Introduction: What is the question asking? Identify / briefly explain the topic, identify important issues and key words. Finish with a THESIS, a clear statement of what your argument (answer) will be, ideally not using the personal pronoun “I” or the hackneyed “this essay will argue…”
Paragraph 1: Your first / strongest reason in support of your argument. State it in your first sentence (POINT), then explain it using plenty of examples and references to scholars (EVIDENCE) and finally relate it back to the Thesis, showing how it relates to your ARGUMENT and LINKS to your reasoning.
Paragraph 2: Your second / next strongest reason in support of your argument. State it in your first sentence (POINT), then explain it using plenty of examples and references to scholars (EVIDENCE) and finally relate it back to the Thesis, showing how it relates to your ARGUMENT and LINKS to your reasoning.

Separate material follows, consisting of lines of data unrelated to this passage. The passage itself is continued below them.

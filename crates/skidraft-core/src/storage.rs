// Persistence bridge: best-effort save/load of the roster slot, plus
// snapshot export/import for user-initiated file transfers.

use std::path::{Path, PathBuf};

use thiserror::Error;
use tracing::{debug, info, warn};

use crate::db::Database;
use crate::player::Player;

#[derive(Debug, Error)]
pub enum StorageError {
    #[error("snapshot is not valid JSON: {0}")]
    Parse(#[source] serde_json::Error),

    #[error("snapshot must be a JSON array of players")]
    NotAList,

    #[error("snapshot entry {index} is not a player record: {source}")]
    BadRecord {
        index: usize,
        source: serde_json::Error,
    },

    #[error("failed to access {path}: {source}")]
    Io {
        path: PathBuf,
        source: std::io::Error,
    },
}

/// The roster's durable slot: one key in the database holding a JSON array.
pub struct Storage {
    db: Database,
    key: String,
}

impl Storage {
    pub fn new(db: Database, key: impl Into<String>) -> Self {
        Storage {
            db,
            key: key.into(),
        }
    }

    pub fn key(&self) -> &str {
        &self.key
    }

    pub fn db(&self) -> &Database {
        &self.db
    }

    /// Write the full collection to the slot. Failures are logged and
    /// swallowed; the caller's in-memory state stays authoritative.
    pub fn save(&self, players: &[Player]) {
        let json = match serde_json::to_string(players) {
            Ok(json) => json,
            Err(e) => {
                warn!("Failed to serialize players: {}", e);
                return;
            }
        };
        match self.db.save_slot(&self.key, &json) {
            Ok(()) => debug!("Saved {} players to slot {}", players.len(), self.key),
            Err(e) => warn!("Failed to save players: {:#}", e),
        }
    }

    /// Read the collection from the slot. Absent or malformed content yields
    /// an empty collection. Entries that are not player records are skipped
    /// so the readable ones survive the next save.
    pub fn load(&self) -> Vec<Player> {
        let raw = match self.db.load_slot(&self.key) {
            Ok(Some(raw)) => raw,
            Ok(None) => {
                debug!("No saved players under {}", self.key);
                return Vec::new();
            }
            Err(e) => {
                warn!("Failed to load saved players: {:#}", e);
                return Vec::new();
            }
        };
        match parse_saved_players(raw.as_bytes()) {
            Ok(players) => {
                info!("Loaded {} saved players", players.len());
                players
            }
            Err(e) => {
                warn!("Failed to load saved players: {}", e);
                Vec::new()
            }
        }
    }
}

/// Pretty-printed JSON array of the full collection.
pub fn export_snapshot(players: &[Player]) -> Vec<u8> {
    // A Vec of plain structs with string keys cannot fail to serialize.
    serde_json::to_vec_pretty(players).unwrap_or_else(|e| {
        warn!("Failed to serialize export snapshot: {}", e);
        b"[]".to_vec()
    })
}

/// Parse an exported snapshot. Anything other than a JSON array of
/// player-shaped objects is rejected.
pub fn import_snapshot(bytes: &[u8]) -> Result<Vec<Player>, StorageError> {
    parse_players(bytes)
}

/// Write the export snapshot to `dir/file_name`, returning the path written.
pub fn export_to_file(
    players: &[Player],
    dir: &Path,
    file_name: &str,
) -> Result<PathBuf, StorageError> {
    let path = dir.join(file_name);
    std::fs::write(&path, export_snapshot(players)).map_err(|source| StorageError::Io {
        path: path.clone(),
        source,
    })?;
    info!("Exported {} players to {}", players.len(), path.display());
    Ok(path)
}

/// Read and parse a snapshot file.
pub fn import_from_file(path: &Path) -> Result<Vec<Player>, StorageError> {
    let bytes = std::fs::read(path).map_err(|source| StorageError::Io {
        path: path.to_path_buf(),
        source,
    })?;
    import_snapshot(&bytes)
}

fn parse_list(bytes: &[u8]) -> Result<Vec<serde_json::Value>, StorageError> {
    let value: serde_json::Value = serde_json::from_slice(bytes).map_err(StorageError::Parse)?;
    match value {
        serde_json::Value::Array(items) => Ok(items),
        _ => Err(StorageError::NotAList),
    }
}

fn parse_players(bytes: &[u8]) -> Result<Vec<Player>, StorageError> {
    parse_list(bytes)?
        .into_iter()
        .enumerate()
        .map(|(index, item)| {
            serde_json::from_value(item).map_err(|source| StorageError::BadRecord { index, source })
        })
        .collect()
}

/// Like `parse_players`, but drops entries that are not records instead of
/// failing the whole list.
fn parse_saved_players(bytes: &[u8]) -> Result<Vec<Player>, StorageError> {
    let players = parse_list(bytes)?
        .into_iter()
        .enumerate()
        .filter_map(|(index, item)| match serde_json::from_value::<Player>(item) {
            Ok(player) => Some(player),
            Err(e) => {
                warn!("Skipping saved entry {}: {}", index, e);
                None
            }
        })
        .collect();
    Ok(players)
}

// ---------------------------------------------------------------------------
// Tests
// ---------------------------------------------------------------------------
// Configuration loading and parsing (config/skidraft.toml).

use serde::Deserialize;
use std::path::{Path, PathBuf};
use thiserror::Error;

/// File name of the configuration file inside `config/` and `defaults/`.
pub const CONFIG_FILE: &str = "skidraft.toml";

// ---------------------------------------------------------------------------
// Error types
// ---------------------------------------------------------------------------

#[derive(Debug, Error)]
pub enum ConfigError {
    #[error("config file not found: {path}")]
    FileNotFound { path: PathBuf },

    #[error("failed to parse config file {path}: {source}")]
    ParseError {
        path: PathBuf,
        source: toml::de::Error,
    },

    #[error("validation error for field `{field}`: {message}")]
    ValidationError { field: String, message: String },

    #[error("failed to initialize config from defaults: {message}")]
    DefaultsCopyError { message: String },
}

// ---------------------------------------------------------------------------
// skidraft.toml structs
// ---------------------------------------------------------------------------

#[derive(Debug, Clone, Deserialize)]
pub struct Config {
    pub storage: StorageConfig,
    pub export: ExportConfig,
    #[serde(default)]
    pub logging: LoggingConfig,
}

#[derive(Debug, Clone, Deserialize)]
pub struct StorageConfig {
    /// SQLite database path. When omitted the platform data directory is
    /// used (see [`Config::db_path`]).
    #[serde(default)]
    pub db_path: Option<String>,
    /// Key of the durable slot holding the roster.
    pub key: String,
}

#[derive(Debug, Clone, Deserialize)]
pub struct ExportConfig {
    /// Fixed name of the export file.
    pub file_name: String,
    /// Directory export files are written to.
    #[serde(default = "default_export_dir")]
    pub directory: String,
}

#[derive(Debug, Clone, Deserialize)]
pub struct LoggingConfig {
    /// Directory for the log file, relative to the working directory.
    pub directory: String,
    /// `tracing_subscriber::EnvFilter` directive used when `RUST_LOG` is unset.
    pub filter: String,
}

impl Default for LoggingConfig {
    fn default() -> Self {
        LoggingConfig {
            directory: "logs".into(),
            filter: "skidraft=info,warn".into(),
        }
    }
}

fn default_export_dir() -> String {
    ".".into()
}

impl Config {
    /// Resolved database path: the configured path if set, otherwise
    /// `skidraft.db` inside the platform data directory, otherwise
    /// `skidraft.db` in the working directory.
    pub fn db_path(&self) -> PathBuf {
        if let Some(path) = &self.storage.db_path {
            return PathBuf::from(path);
        }
        directories::ProjectDirs::from("", "", "skidraft")
            .map(|dirs| dirs.data_dir().join("skidraft.db"))
            .unwrap_or_else(|| PathBuf::from("skidraft.db"))
    }
}

// ---------------------------------------------------------------------------
// Loading logic
// ---------------------------------------------------------------------------

/// Load and validate configuration from `config/skidraft.toml` relative to
/// `base_dir`.
///
/// This is the lower-level loading primitive that does not auto-copy defaults.
/// Prefer `load_config()` which handles default initialization automatically.
pub fn load_config_from(base_dir: &Path) -> Result<Config, ConfigError> {
    let path = base_dir.join("config").join(CONFIG_FILE);
    let text = read_file(&path)?;
    parse_config(&text, &path)
}

/// Parse and validate configuration text. `path` is only used in errors.
pub fn parse_config(text: &str, path: &Path) -> Result<Config, ConfigError> {
    let config: Config = toml::from_str(text).map_err(|e| ConfigError::ParseError {
        path: path.to_path_buf(),
        source: e,
    })?;
    validate(&config)?;
    Ok(config)
}

/// Copy `defaults/skidraft.toml` to `config/skidraft.toml` if the latter is
/// missing. Returns the path written, or `None` when a config already exists.
pub fn ensure_config_file(base_dir: &Path) -> Result<Option<PathBuf>, ConfigError> {
    let source = base_dir.join("defaults").join(CONFIG_FILE);
    let config_dir = base_dir.join("config");
    let target = config_dir.join(CONFIG_FILE);

    if target.exists() {
        return Ok(None);
    }
    if !source.is_file() {
        return Err(ConfigError::DefaultsCopyError {
            message: format!(
                "neither config/{CONFIG_FILE} nor defaults/{CONFIG_FILE} found in {}; \
                 run from the project root or ensure defaults/ is present",
                base_dir.display()
            ),
        });
    }

    std::fs::create_dir_all(&config_dir).map_err(|e| ConfigError::DefaultsCopyError {
        message: format!("failed to create config directory: {e}"),
    })?;
    std::fs::copy(&source, &target).map_err(|e| ConfigError::DefaultsCopyError {
        message: format!("failed to copy {}: {e}", source.display()),
    })?;
    Ok(Some(target))
}

/// Convenience wrapper: loads config relative to the current working directory.
/// Copies the default config into place before loading.
pub fn load_config() -> Result<Config, ConfigError> {
    let cwd = std::env::current_dir().map_err(|_| ConfigError::FileNotFound {
        path: PathBuf::from("."),
    })?;
    ensure_config_file(&cwd)?;
    load_config_from(&cwd)
}

// ---------------------------------------------------------------------------
// Helpers
// ---------------------------------------------------------------------------

fn read_file(path: &Path) -> Result<String, ConfigError> {
    std::fs::read_to_string(path).map_err(|_| ConfigError::FileNotFound {
        path: path.to_path_buf(),
    })
}

// ---------------------------------------------------------------------------
// Validation
// ---------------------------------------------------------------------------

fn validate(config: &Config) -> Result<(), ConfigError> {
    if config.storage.key.trim().is_empty() {
        return Err(ConfigError::ValidationError {
            field: "storage.key".into(),
            message: "must not be empty".into(),
        });
    }

    if config.storage.db_path.as_deref().is_some_and(|p| p.trim().is_empty()) {
        return Err(ConfigError::ValidationError {
            field: "storage.db_path".into(),
            message: "must not be empty when set".into(),
        });
    }

    let file_name = &config.export.file_name;
    if file_name.trim().is_empty() {
        return Err(ConfigError::ValidationError {
            field: "export.file_name".into(),
            message: "must not be empty".into(),
        });
    }
    if file_name.contains('/') || file_name.contains('\\') {
        return Err(ConfigError::ValidationError {
            field: "export.file_name".into(),
            message: format!("must be a bare file name, got {file_name}"),
        });
    }
    if !file_name.ends_with(".json") {
        return Err(ConfigError::ValidationError {
            field: "export.file_name".into(),
            message: format!("must end in .json, got {file_name}"),
        });
    }

    if config.logging.filter.trim().is_empty() {
        return Err(ConfigError::ValidationError {
            field: "logging.filter".into(),
            message: "must not be empty".into(),
        });
    }

    Ok(())
}

// ---------------------------------------------------------------------------
// Unit tests
// ---------------------------------------------------------------------------
async fn send_notice(ui_tx: &mpsc::Sender<UiUpdate>, notice: Notice) {
    let _ = ui_tx.send(UiUpdate::Notice(notice)).await;
}

/// Handle a user command from the UI.
pub async fn handle_user_command(
    state: &mut AppState,
    cmd: UserCommand,
    ui_tx: &mpsc::Sender<UiUpdate>,
) {
    match cmd {
        UserCommand::SubmitForm(form) => match state.submit_form(*form).await {
            Ok(player) => {
                let _ = ui_tx.send(UiUpdate::FormAccepted).await;
                send_notice(ui_tx, Notice::info(format!("Saved {}", player.name))).await;
            }
            Err(e) => {
                warn!("Form submission rejected: {}", e);
                state.photo_hint = e.hint();
                let _ = ui_tx.send(UiUpdate::FormRejected(e.hint())).await;
            }
        },
        UserCommand::StartEdit(id) => match state.start_edit(&id) {
            Some(prefill) => {
                let _ = ui_tx.send(UiUpdate::EditStarted(Box::new(prefill))).await;
            }
            None => warn!("Cannot edit unknown player {}", id),
        },
        UserCommand::CancelEdit => {
            state.reset_edit_mode();
        }
        UserCommand::SetCaptain { id, desired } => {
            if !state.set_captain(&id, desired) {
                info!("Captain change for {} rejected", id);
                let known = state.roster.get(&id).is_some();
                let _ = ui_tx.send(UiUpdate::CaptainRejected { id }).await;
                if known {
                    send_notice(
                        ui_tx,
                        Notice::warning(format!("Only {CAPTAIN_LIMIT} captains allowed")),
                    )
                    .await;
                }
            }
        }
        UserCommand::DeletePlayer(id) => {
            if let Some(name) = state.roster.get(&id).map(|p| p.name.clone()) {
                state.delete_player(&id);
                info!("Deleted player {} ({})", name, id);
                send_notice(ui_tx, Notice::info(format!("Deleted {name}"))).await;
            }
        }
        UserCommand::Import(path) => match state.import_from(&path) {
            Ok(count) => {
                info!("Imported {} players from {}", count, path.display());
                send_notice(ui_tx, Notice::info(format!("Imported {count} players"))).await;
            }
            Err(e) => {
                warn!("Import from {} failed: {}", path.display(), e);
                send_notice(ui_tx, Notice::warning(format!("Import failed: {e}"))).await;
            }
        },
        UserCommand::Export => match state.export() {
            Ok(path) => {
                send_notice(
                    ui_tx,
                    Notice::info(format!("Exported to {}", path.display())),
                )
                .await;
            }
            Err(e) => {
                warn!("Export failed: {}", e);
                send_notice(ui_tx, Notice::warning(format!("Export failed: {e}"))).await;
            }
        },
        UserCommand::SwitchTab(tab) => {
            state.active_tab = tab;
            info!("Switched to tab: {:?}", tab);
        }
        UserCommand::Quit => {
            // Handled in the main loop
        }
    }

    send_snapshot(state, ui_tx).await;
}
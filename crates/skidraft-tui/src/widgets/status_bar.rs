// Status bar widget: tab bar, player and captain counts, edit indicator.

use ratatui::layout::Rect;
use ratatui::style::{Color, Modifier, Style};
use ratatui::text::{Line, Span};
use ratatui::widgets::Paragraph;
use ratatui::Frame;

use skidraft_app::protocol::TabId;

use crate::ViewState;

/// Render the status bar into the given area.
///
/// Layout: [tab bar] | players | captains n/limit [| editing]
pub fn render(frame: &mut Frame, area: Rect, state: &ViewState) {
    let mut spans = vec![Span::raw(" ")];
    spans.extend(tab_spans(state.active_tab));

    spans.push(Span::styled("| ", Style::default().fg(Color::Gray)));
    spans.push(Span::styled(
        format!("Players {}", state.player_count),
        Style::default().fg(Color::White),
    ));
    spans.push(Span::styled(" | ", Style::default().fg(Color::Gray)));
    spans.push(Span::styled(
        format!("Captains {}/{}", state.captain_count, state.captain_limit),
        captain_style(state.captain_count, state.captain_limit),
    ));

    if state.editing.is_some() {
        spans.push(Span::styled(" | ", Style::default().fg(Color::Gray)));
        spans.push(Span::styled("Editing", Style::default().fg(Color::Cyan)));
    }

    let paragraph = Paragraph::new(Line::from(spans)).style(Style::default().bg(Color::Black));
    frame.render_widget(paragraph, area);
}

/// Captain counter turns yellow once every captain slot is taken.
pub fn captain_style(count: usize, limit: usize) -> Style {
    if count >= limit {
        Style::default().fg(Color::Yellow)
    } else {
        Style::default().fg(Color::White)
    }
}

/// Build tab indicator spans with the active tab highlighted.
/// E.g. "[1:Roster] [2:Draft] [3:Leaderboard]"
pub fn tab_spans(active: TabId) -> Vec<Span<'static>> {
    let tabs = [
        (TabId::Roster, "1:Roster"),
        (TabId::Draft, "2:Draft"),
        (TabId::Leaderboard, "3:Leaderboard"),
    ];

    let mut spans = Vec::new();
    for (tab_id, label) in tabs {
        let style = if tab_id == active {
            Style::default()
                .fg(Color::Black)
                .bg(Color::White)
                .add_modifier(Modifier::BOLD)
        } else {
            Style::default().fg(Color::White)
        };
        spans.push(Span::styled(format!("[{}]", label), style));
        spans.push(Span::raw(" "));
    }
    spans
}

// ---------------------------------------------------------------------------
// Tests
// ---------------------------------------------------------------------------

#[cfg(test)]
mod tests {
    use super::*;
    use crate::test_support::render_text;

    #[test]
    fn tab_spans_highlight_active() {
        let spans = tab_spans(TabId::Draft);
        // 0=[1:Roster], 1=" ", 2=[2:Draft]
        assert!(spans[2].style.add_modifier.contains(Modifier::BOLD));
        assert!(!spans[0].style.add_modifier.contains(Modifier::BOLD));
    }

    #[test]
    fn tab_spans_contain_labels() {
        let spans = tab_spans(TabId::Roster);
        let labels: Vec<&str> = spans
            .iter()
            .step_by(2)
            .map(|s| s.content.as_ref())
            .collect();
        assert_eq!(labels, vec!["[1:Roster]", "[2:Draft]", "[3:Leaderboard]"]);
    }

    #[test]
    fn captain_style_at_limit() {
        assert_eq!(captain_style(3, 3).fg, Some(Color::Yellow));
        assert_eq!(captain_style(2, 3).fg, Some(Color::White));
    }

    #[test]
    fn render_shows_counts() {
        let mut state = ViewState::default();
        state.player_count = 5;
        state.captain_count = 2;
        state.editing = Some("a".into());
        let text = render_text(100, 1, |frame| render(frame, frame.area(), &state));
        assert!(text.contains("Players 5"));
        assert!(text.contains("Captains 2/3"));
        assert!(text.contains("Editing"));
    }
}
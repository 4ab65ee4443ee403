// Roster collection: create/edit/delete players and enforce the captain limit.

use std::collections::HashSet;

use thiserror::Error;
use tracing::{debug, warn};

use crate::nationality;
use crate::player::{generate_id, Player, PlayerInput};
use crate::CAPTAIN_LIMIT;

#[derive(Debug, Error, PartialEq, Eq)]
pub enum RosterError {
    #[error("a photo is required to create a player")]
    PhotoRequired,
}

/// Ordered player collection. New players go to the front.
#[derive(Debug, Clone, Default, PartialEq, Eq)]
pub struct Roster {
    players: Vec<Player>,
}

impl Roster {
    pub fn new() -> Self {
        Self::default()
    }

    pub fn players(&self) -> &[Player] {
        &self.players
    }

    pub fn get(&self, id: &str) -> Option<&Player> {
        self.players.iter().find(|p| p.id == id)
    }

    pub fn len(&self) -> usize {
        self.players.len()
    }

    pub fn is_empty(&self) -> bool {
        self.players.is_empty()
    }

    pub fn captain_count(&self) -> usize {
        self.players.iter().filter(|p| p.is_captain).count()
    }

    /// Create a player, or update one in place when `editing_id` names an
    /// existing record.
    ///
    /// An update keeps the record's `id` and captain flag, and keeps its photo
    /// unless `input.photo` carries a new one. A create needs a photo; without
    /// one this returns [`RosterError::PhotoRequired`] and nothing changes.
    pub fn add_or_update(
        &mut self,
        input: PlayerInput,
        editing_id: Option<&str>,
    ) -> Result<Player, RosterError> {
        let existing_idx = editing_id.and_then(|id| self.players.iter().position(|p| p.id == id));

        match existing_idx {
            Some(idx) => {
                let existing = &self.players[idx];
                let photo = input.photo.clone().unwrap_or_else(|| existing.photo.clone());
                let updated = build_player(input, existing.id.clone(), photo, existing.is_captain);
                debug!("Updated player {} ({})", updated.name, updated.id);
                self.players[idx] = updated.clone();
                Ok(updated)
            }
            None => {
                if let Some(id) = editing_id {
                    debug!("Edit target {id} no longer exists, creating a new player");
                }
                let photo = input
                    .photo
                    .clone()
                    .filter(|p| !p.is_empty())
                    .ok_or(RosterError::PhotoRequired)?;
                let created = build_player(input, generate_id(), photo, false);
                debug!("Created player {} ({})", created.name, created.id);
                self.players.insert(0, created.clone());
                Ok(created)
            }
        }
    }

    /// Delete the player with `id`. Returns whether a record was removed.
    pub fn remove(&mut self, id: &str) -> bool {
        let before = self.players.len();
        self.players.retain(|p| p.id != id);
        self.players.len() != before
    }

    /// Set or clear a player's captain flag.
    ///
    /// Returns `false` (and leaves the roster untouched) when the player does
    /// not exist or when the change would put more than [`CAPTAIN_LIMIT`]
    /// captains on the roster.
    pub fn set_captain(&mut self, id: &str, desired: bool) -> bool {
        let Some(idx) = self.players.iter().position(|p| p.id == id) else {
            return false;
        };
        if self.players[idx].is_captain == desired {
            return true;
        }
        if desired && self.captain_count() >= CAPTAIN_LIMIT {
            debug!("Captain limit reached, rejecting captain for {id}");
            return false;
        }
        self.players[idx].is_captain = desired;
        true
    }

    /// Replace the whole collection.
    ///
    /// Records are kept in the given order. Duplicate ids are re-issued and
    /// captains beyond [`CAPTAIN_LIMIT`] are demoted, first come first kept.
    pub fn replace_all(&mut self, players: Vec<Player>) {
        let mut seen = HashSet::new();
        let mut captains = 0;
        let mut players = players;

        for player in &mut players {
            if !seen.insert(player.id.clone()) {
                let fresh = generate_id();
                warn!(
                    "Duplicate player id {} for {}, assigning {}",
                    player.id, player.name, fresh
                );
                player.id = fresh.clone();
                seen.insert(fresh);
            }
            if player.is_captain {
                if captains >= CAPTAIN_LIMIT {
                    warn!("Too many captains, demoting {}", player.name);
                    player.is_captain = false;
                } else {
                    captains += 1;
                }
            }
        }

        self.players = players;
    }
}

fn build_player(input: PlayerInput, id: String, photo: String, is_captain: bool) -> Player {
    let flag_id = input.flag_id.filter(|f| !f.is_empty());
    let flag_src = flag_id.as_deref().and_then(nationality::flag_src);
    Player {
        id,
        name: input.name.trim().to_string(),
        team: input.team.trim().to_string(),
        flag_id,
        nationality: None,
        flag_src,
        flag: None,
        photo,
        ski: input.ski,
        drnk: input.drnk,
        chaos: input.chaos,
        coord: input.coord,
        is_captain,
    }
}

// ---------------------------------------------------------------------------
// Tests
// ---------------------------------------------------------------------------
// SQLite key-value store backing the durable roster slot.

use std::sync::{Mutex, MutexGuard};

use anyhow::{Context, Result};
use rusqlite::{params, Connection, OptionalExtension};

/// SQLite-backed string slots keyed by name.
pub struct Database {
    conn: Mutex<Connection>,
}

impl Database {
    /// Open (or create) a SQLite database at `path` and ensure the slot table
    /// exists. Pass `":memory:"` for an ephemeral in-memory database (useful
    /// for tests).
    pub fn open(path: &str) -> Result<Self> {
        let conn = Connection::open(path)
            .with_context(|| format!("failed to open database at {path}"))?;

        conn.execute_batch(
            "PRAGMA journal_mode = WAL;
             PRAGMA busy_timeout = 5000;",
        )
        .context("failed to set database pragmas")?;

        conn.execute_batch(
            "
            CREATE TABLE IF NOT EXISTS kv_store (
                key        TEXT PRIMARY KEY,
                value      TEXT NOT NULL,
                updated_at TEXT NOT NULL DEFAULT (strftime('%Y-%m-%dT%H:%M:%fZ', 'now'))
            );
            ",
        )
        .context("failed to create database schema")?;

        Ok(Self {
            conn: Mutex::new(conn),
        })
    }

    /// Acquire the database connection.
    ///
    /// Panics if the mutex is poisoned (another thread panicked while
    /// holding the lock). This should never happen in normal operation.
    fn conn(&self) -> MutexGuard<'_, Connection> {
        self.conn.lock().expect("database mutex poisoned")
    }

    /// Write `value` under `key`, overwriting any previous value.
    pub fn save_slot(&self, key: &str, value: &str) -> Result<()> {
        let conn = self.conn();
        conn.execute(
            "INSERT INTO kv_store (key, value) VALUES (?1, ?2)
             ON CONFLICT(key) DO UPDATE SET
                value      = excluded.value,
                updated_at = strftime('%Y-%m-%dT%H:%M:%fZ', 'now')",
            params![key, value],
        )
        .context("failed to save slot")?;
        Ok(())
    }

    /// Read the value stored under `key`. Returns `None` if the key does not
    /// exist.
    pub fn load_slot(&self, key: &str) -> Result<Option<String>> {
        let conn = self.conn();
        conn.query_row(
            "SELECT value FROM kv_store WHERE key = ?1",
            params![key],
            |row| row.get(0),
        )
        .optional()
        .context("failed to query slot")
    }
}

// ---------------------------------------------------------------------------
// Tests
// ---------------------------------------------------------------------------

#[cfg(test)]
mod tests {
    use super::*;

    fn test_db() -> Database {
        Database::open(":memory:").expect("in-memory database should open")
    }

    #[test]
    fn open_creates_table() {
        let db = test_db();
        let conn = db.conn();
        let count: i64 = conn
            .query_row(
                "SELECT COUNT(*) FROM sqlite_master WHERE type = 'table' AND name = 'kv_store'",
                [],
                |row| row.get(0),
            )
            .unwrap();
        assert_eq!(count, 1);
    }

    #[test]
    fn save_and_load_round_trip() {
        let db = test_db();
        db.save_slot("players", "[]").unwrap();
        assert_eq!(db.load_slot("players").unwrap().as_deref(), Some("[]"));
    }

    #[test]
    fn load_missing_key_is_none() {
        let db = test_db();
        assert!(db.load_slot("nope").unwrap().is_none());
    }

    #[test]
    fn save_overwrites_previous_value() {
        let db = test_db();
        db.save_slot("players", "[1]").unwrap();
        db.save_slot("players", "[2]").unwrap();
        assert_eq!(db.load_slot("players").unwrap().as_deref(), Some("[2]"));
    }

    #[test]
    fn keys_are_independent() {
        let db = test_db();
        db.save_slot("a", "1").unwrap();
        db.save_slot("b", "2").unwrap();
        assert_eq!(db.load_slot("a").unwrap().as_deref(), Some("1"));
        assert_eq!(db.load_slot("b").unwrap().as_deref(), Some("2"));
    }

    #[test]
    fn file_database_persists_across_opens() {
        let dir = tempfile::tempdir().unwrap();
        let path = dir.path().join("roster.db");
        let path = path.to_str().unwrap();
        {
            let db = Database::open(path).unwrap();
            db.save_slot("players", "[\"kept\"]").unwrap();
        }
        let db = Database::open(path).unwrap();
        assert_eq!(
            db.load_slot("players").unwrap().as_deref(),
            Some("[\"kept\"]")
        );
    }
}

Paragraph 3: Another reason in support of your argument. State it in your first sentence (POINT), then explain it using plenty of examples and references to scholars (EVIDENCE) and finally relate it back to the Thesis, showing how it relates to your ARGUMENT and LINKS to your reasoning.
COUNTERCLAIM: Who would disagree with your argument? Why? Explain their objection using examples and references to scholars etc. EVALUATE their objection, concluding that you do not accept it because… LINK back to your Thesis.
COUNTERCLAIM 2: Who else would disagree with your argument? Why? Explain their objection using examples and references to scholars etc. EVALUATE their objection, concluding that you do not accept it because… LINK back to your Thesis.
Conclusion: Repeat your Thesis and list your main points in support. Acknowledge any limitations or weaknesses that your argument has and/or what might force you to change this conclusion.
USING PARAGRAPHS
Note how each paragraph shares a similar STRUCTURE – it contains a POINT, some EXPLANATION, EVIDENCE and a LINK to the argument. Think PEEL.
A paragraph is not just aesthetic and does not just break-up a block of text making it look better, it is a unit of your argument which helps to make sense of it. Think of each paragraph as a separate slide in a PowerPoint or a separate bullet-point in a plan. A paragraph must be self-contained and make sense in its own terms as well as fitting neatly into your essay structure.
TIP: It is worth practicing writing paragraphs separately, drafting and re-drafting them to improve your clarity and style. This can be a really good way of making notes, one which gets you evaluating and thinking about how you would use information to argue a case.